= WHAT YOU NEED TO DO =
Search term "Fully": copy each line of the data containing it.

= INFORMATION GIVEN =
# # # #
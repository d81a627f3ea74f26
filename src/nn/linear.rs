//! Fully connected (linear) layer.

use super::module::{Module, ModuleView};
use crate::runtime::backend::RuntimeError;
use crate::runtime::kernels;
use ndarray::{Array1, Array2, ArrayD};
use ndarray_rand::rand_distr::Uniform;
use ndarray_rand::RandomExt;
use rand::Rng;

/// Fully connected layer computing `y = x W^T + b`.
///
/// `weight` has shape `[out_features, in_features]`.
#[derive(Debug, Clone)]
pub struct Linear {
    pub weight: Array2<f32>,
    pub bias: Option<Array1<f32>>,
}

impl Linear {
    pub fn new(in_features: usize, out_features: usize) -> Self {
        Self::init_with(in_features, out_features, true, &mut rand::thread_rng())
    }

    pub fn init_with<R: Rng + ?Sized>(in_features: usize, out_features: usize, bias: bool, rng: &mut R) -> Self {
        let bound = 1.0 / (in_features.max(1) as f32).sqrt();
        let dist = Uniform::new_inclusive(-bound, bound);
        let weight = Array2::random_using((out_features, in_features), dist, rng);
        let bias = bias.then(|| Array1::random_using(out_features, dist, rng));
        Self { weight, bias }
    }

    pub fn from_weights(weight: Array2<f32>, bias: Option<Array1<f32>>) -> Self {
        Self { weight, bias }
    }

    pub fn in_features(&self) -> usize {
        self.weight.ncols()
    }

    pub fn out_features(&self) -> usize {
        self.weight.nrows()
    }
}

impl Module for Linear {
    fn view(&self) -> ModuleView<'_> {
        ModuleView::Linear(self)
    }

    fn eval(&self, input: &ArrayD<f32>) -> Result<ArrayD<f32>, RuntimeError> {
        kernels::linear(input.view(), self.weight.view(), self.bias.as_ref().map(|b| b.view()))
    }
}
# # # #
= FINISHED EXERCISE =
//! Fully connected (linear) layer.
/// Fully connected layer computing `y = x W^T + b`.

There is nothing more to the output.